В 1960 г. издательство восточной литературы выпускает его первую работу «Описание тибетских рукописей и ксилографов Бурятского комплексного научно-исследовательского института».
Кроме научной деятельности, Б. Д. Дандарон сыграл большую роль в создании общины буддистов в Ленинграде
Проведя одну треть жизнь в лагерях, Б Д. Дандарон не нашел счастья, радости и на свободе. Он был глубоким мистиком, стремился к нирване, но в 70-х годах его путь к совершенству был прерван: арест, неправый суд, снова лагерь, все новые и новые унижения; смерть избавила его от страданий.
Вот, пожалуй, и все, что я помню из его рассказов о своей жизни в последнем своем воплощении.
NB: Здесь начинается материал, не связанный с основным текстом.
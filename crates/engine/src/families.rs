//! Families: the scoping boundary of every query. Only accounts of the same
//! family are ever matched or aggregated together.

use sea_orm::entity::prelude::*;

#[derive(Clone, Debug, PartialEq, Eq, DeriveEntityModel)]
#[sea_orm(table_name = "families")]
pub struct Model {
    #[sea_orm(primary_key, auto_increment = false)]
    pub id: Uuid,
    pub name: String,
    /// Reporting currency, target of every totals conversion.
    pub currency: String,
}

#[derive(Copy, Clone, Debug, EnumIter, DeriveRelation)]
pub enum Relation {
    #[sea_orm(has_many = "super::accounts::Entity")]
    Accounts,
    #[sea_orm(has_many = "super::categories::Entity")]
    Categories,
}

impl Related<super::accounts::Entity> for Entity {
    fn to() -> RelationDef {
        Relation::Accounts.def()
    }
}

impl Related<super::categories::Entity> for Entity {
    fn to() -> RelationDef {
        Relation::Categories.def()
    }
}

impl ActiveModelBehavior for ActiveModel {}
//! Internal helpers for conversion and error mapping.
//!
//! These utilities are **not** part of the public API.

use sea_orm::{DbErr, SqlErr};

use crate::{Currency, EngineError, ResultEngine};

/// Parse a currency code stored in the DB into a strongly typed `Currency`.
pub(crate) fn model_currency(value: &str) -> ResultEngine<Currency> {
    Currency::try_from(value)
        .map_err(|_| EngineError::CurrencyMismatch(format!("invalid currency: {value}")))
}

/// Turns a uniqueness violation raised by the store into `Conflict`.
///
/// The store constraint is the authoritative guard; validation done before
/// the write only reflects the state seen at that time.
pub(crate) fn conflict_or_db(err: DbErr, what: &str) -> EngineError {
    match err.sql_err() {
        Some(SqlErr::UniqueConstraintViolation(detail)) => {
            EngineError::Conflict(format!("{what} ({detail})"))
        }
        _ => EngineError::Database(err),
    }
}

pub(crate) fn normalize_optional_text(value: Option<&str>) -> Option<String> {
    value
        .map(str::trim)
        .filter(|s| !s.is_empty())
        .map(ToString::to_string)
}

#[cfg(test)]
mod tests {
    use super::*;

    #[test]
    fn blank_notes_are_dropped() {
        assert_eq!(normalize_optional_text(Some("   ")), None);
        assert_eq!(
            normalize_optional_text(Some(" partial refund ")),
            Some("partial refund".to_string())
        );
        assert_eq!(normalize_optional_text(None), None);
    }

    #[tokio::test]
    async fn second_link_of_an_offset_is_a_conflict() {
        use migration::MigratorTrait;
        use sea_orm::{ActiveModelTrait, ConnectionTrait, Database, Statement};
        use uuid::Uuid;

        use crate::{OffsetLink, OffsetStatus, offsets};

        let db = Database::connect("sqlite::memory:").await.unwrap();
        migration::Migrator::up(&db, None).await.unwrap();
        let (expense, other_expense, refund) = (Uuid::new_v4(), Uuid::new_v4(), Uuid::new_v4());
        for id in [expense, other_expense, refund] {
            db.execute(Statement::from_sql_and_values(
                db.get_database_backend(),
                "INSERT INTO transactions (id, category_id, kind) VALUES (?, NULL, 'standard')",
                vec![id.into()],
            ))
            .await
            .unwrap();
        }

        let first = OffsetLink::new(expense, refund, OffsetStatus::Pending, None);
        offsets::ActiveModel::from(&first).insert(&db).await.unwrap();
        let second = OffsetLink::new(other_expense, refund, OffsetStatus::Confirmed, None);
        let err = offsets::ActiveModel::from(&second)
            .insert(&db)
            .await
            .unwrap_err();

        let err = conflict_or_db(err, "offset transaction is already linked");
        assert!(matches!(
            &err,
            EngineError::Conflict(message) if message.starts_with("offset transaction is already linked")
        ));
        assert!(err.is_link_rejected());
        assert!(err.violations().is_empty());
    }

    #[test]
    fn non_unique_errors_stay_database_errors() {
        let err = conflict_or_db(DbErr::Custom("boom".to_string()), "offset");
        assert!(matches!(err, EngineError::Database(_)));
    }
}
30.III.1991 г. Наталия Климанскене
1.
31 октября 1956 г.
Москва
Дорогая, милая моя Наташа!
После того как я узнал тебя, я испытываю, кроме моей безумной любви к тебе, острую потребность раскрыть самое существо и сокровенные возможности пути к совершенству, которыми ты, несомненно, обладаешь. Я пытался рассказать об этом, но у меня не выходило, ибо всегда разум был в тени моей любви. Поэтому я буду пытаться осуществить в письме то, чего я не смог сделать посредством беседы. В этом (первом) письме я хочу наметить, в каком разрезе будет идти наша переписка. Если пойдет удачно, то можно будет излагать свои мысли более или менее систематически, чтобы впоследствии из этих писем вычленить схему будущей философской системы. Эту систему я мыслю как попытку синтеза западной и восточной мудрости. Мне кажется, целесообразнее при этом останавливаться на философских учениях Востока, так как европейские школы уже в какой-то степени известны. Вообще-то, систематическую беседу начнем, я полагаю, когда наладится наша переписка.